> **Task to carry out**:
Beginning with the first line, please repeat the entries exactly and end on the line that contains "use tracing_subscriber::EnvFilter;".

> **Extracted records**:
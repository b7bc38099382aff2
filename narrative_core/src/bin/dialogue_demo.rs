//! Console dialogue demo.
//!
//! Plays a short gatehouse conversation in the terminal. Press Enter to
//! continue and type a number to pick a choice. Set `RUST_LOG=debug` to see
//! state and session transitions.

use std::io::{self, BufRead, Write};
use std::rc::Rc;

use game_state::{ConditionReactor, ConditionSet};
use narrative_core::testing::{ScriptedStory, StoryNode};
use narrative_core::{
    DialogueEngine, DialogueEvents, DialogueLine, DialoguePresenter, GameConfig, Interactable,
    Interaction, InteractionAction, ModeTracker, SessionState,
};
use tracing_subscriber::EnvFilter;

const CONFIG: &str = r#"
[[initial_state]]
id = "coins"
amount = 2

[[reactors]]
name = "gate_open"
conditions = [{ id = "gate_pass", amount = 1 }]
"#;

struct ConsolePresenter;

impl DialoguePresenter for ConsolePresenter {
    fn display(&mut self, line: &DialogueLine) {
        match &line.speaker {
            Some(speaker) => println!("{}: {}", speaker, line.text),
            None if !line.text.is_empty() => println!("{}", line.text),
            None => {}
        }
        for choice in &line.choices {
            println!("  [{}] {}", choice.index + 1, choice.text);
        }
    }
}

fn gatehouse() -> ScriptedStory {
    ScriptedStory::new()
        .knot(
            "guard.intro",
            vec![
                StoryNode::line("Guard: Halt! The gate is closed to strangers."),
                StoryNode::tagged(
                    "He looks at my purse. Two coins won't impress him.",
                    &["thought"],
                ),
                StoryNode::choices(vec![
                    ("Offer a bribe.", "guard.bribe"),
                    ("Ask about the lord.", "guard.lord"),
                    ("Leave.", "guard.leave"),
                ]),
            ],
        )
        .knot(
            "guard.bribe",
            vec![
                StoryNode::if_at_least("coins", 5, "guard.accept"),
                StoryNode::line("Guard: That's all? Keep it."),
            ],
        )
        .knot(
            "guard.accept",
            vec![
                StoryNode::call("Add_State", vec!["gate_pass".into(), 1.into()]),
                StoryNode::line("Guard: Go on, then."),
            ],
        )
        .knot(
            "guard.lord",
            vec![
                StoryNode::line("Guard: The lord pays well for news::good or bad."),
                StoryNode::call("Add_State", vec!["coins".into(), 3.into()]),
                StoryNode::call("Unity_Event", vec!["lord_mentioned".into()]),
                StoryNode::line("Guard: Here, for your trouble. Now try again."),
                StoryNode::divert("guard.intro"),
            ],
        )
        .knot("guard.leave", vec![])
        .knot(
            "guard.again",
            vec![
                StoryNode::line("Guard: You again?"),
                StoryNode::divert("guard.intro"),
            ],
        )
}

fn main() -> Result<(), Box<dyn std::error::Error>> {
    tracing_subscriber::fmt()
        .with_env_filter(
            EnvFilter::try_from_default_env().unwrap_or_else(|_| EnvFilter::new("info")),
        )
        .init();

    let config = GameConfig::from_toml_str(CONFIG)?;
    let store = config.build_store();
    let events = Rc::new(DialogueEvents::new());
    let mode = ModeTracker::new(Rc::clone(&events));

    let mut reactors = config.build_reactors(&store);
    reactors.push(ConditionReactor::new(
        "rich",
        Rc::clone(&store),
        ConditionSet::new().with("coins", 5),
    ));
    let reactors: Vec<_> = reactors
        .into_iter()
        .map(|reactor| {
            let name = reactor.name().to_string();
            let lost = name.clone();
            let mut reactor = reactor
                .on_fulfilled(move || println!("  * {} is now fulfilled", name))
                .on_unfulfilled(move || println!("  * {} is no longer fulfilled", lost));
            reactor.activate();
            reactor
        })
        .collect();

    events
        .narrative()
        .subscribe(|name| println!("  * signal: {}", name));

    let mut engine = DialogueEngine::new(
        gatehouse(),
        ConsolePresenter,
        Rc::clone(&store),
        Rc::clone(&events),
        config.dialogue.clone(),
    )?;

    let mut guard = Interactable::new(
        "guard",
        vec![
            Interaction::new(InteractionAction::StartDialogue("guard.intro".into())).then(1),
            Interaction::new(InteractionAction::StartDialogue("guard.again".into())),
        ],
    );

    let stdin = io::stdin();
    let mut input = String::new();

    for visit in 0..2 {
        println!("-- talking to the guard (visit {}) --", visit + 1);
        if let Some(action) = guard.interact() {
            action.perform(&mut engine)?;
        }

        while engine.is_open() {
            print!("> ");
            io::stdout().flush()?;

            input.clear();
            if stdin.lock().read_line(&mut input)? == 0 {
                return Ok(());
            }

            let result = match engine.state() {
                SessionState::AwaitingChoice { .. } => match input.trim().parse::<usize>() {
                    Ok(number) if number > 0 => engine.select_choice(number - 1),
                    _ => {
                        println!("Pick a choice by number.");
                        continue;
                    }
                },
                _ => engine.advance(),
            };

            if let Err(err) = result {
                println!("{}", err);
            }
        }

        println!("(mode: {:?}, input enabled: {})", mode.mode(), mode.input_enabled());
    }

    println!("-- final state --");
    for counter in store.counters() {
        println!("{} = {}", counter.id, counter.amount);
    }
    for reactor in &reactors {
        let status = if reactor.is_fulfilled() {
            "fulfilled"
        } else {
            "unfulfilled"
        };
        println!("{}: {}", reactor.name(), status);
    }

    Ok(())
}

> **Task answer**:
repository b7bc38099382aff2
filename narrative_core/src/bin/dialogue_demo.rs
//! Console dialogue demo.
//!
//! Plays a short gatehouse conversation in the terminal. Press Enter to
//! continue and type a number to pick a choice. Set `RUST_LOG=debug` to see
//! state and session transitions.

use std::io::{self, BufRead, Write};
use std::rc::Rc;

use game_state::{ConditionReactor, ConditionSet};
use narrative_core::testing::{ScriptedStory, StoryNode};
use narrative_core::{
    DialogueEngine, DialogueEvents, DialogueLine, DialoguePresenter, GameConfig, Interactable,
    Interaction, InteractionAction, ModeTracker, SessionState,
};
use tracing_subscriber::EnvFilter;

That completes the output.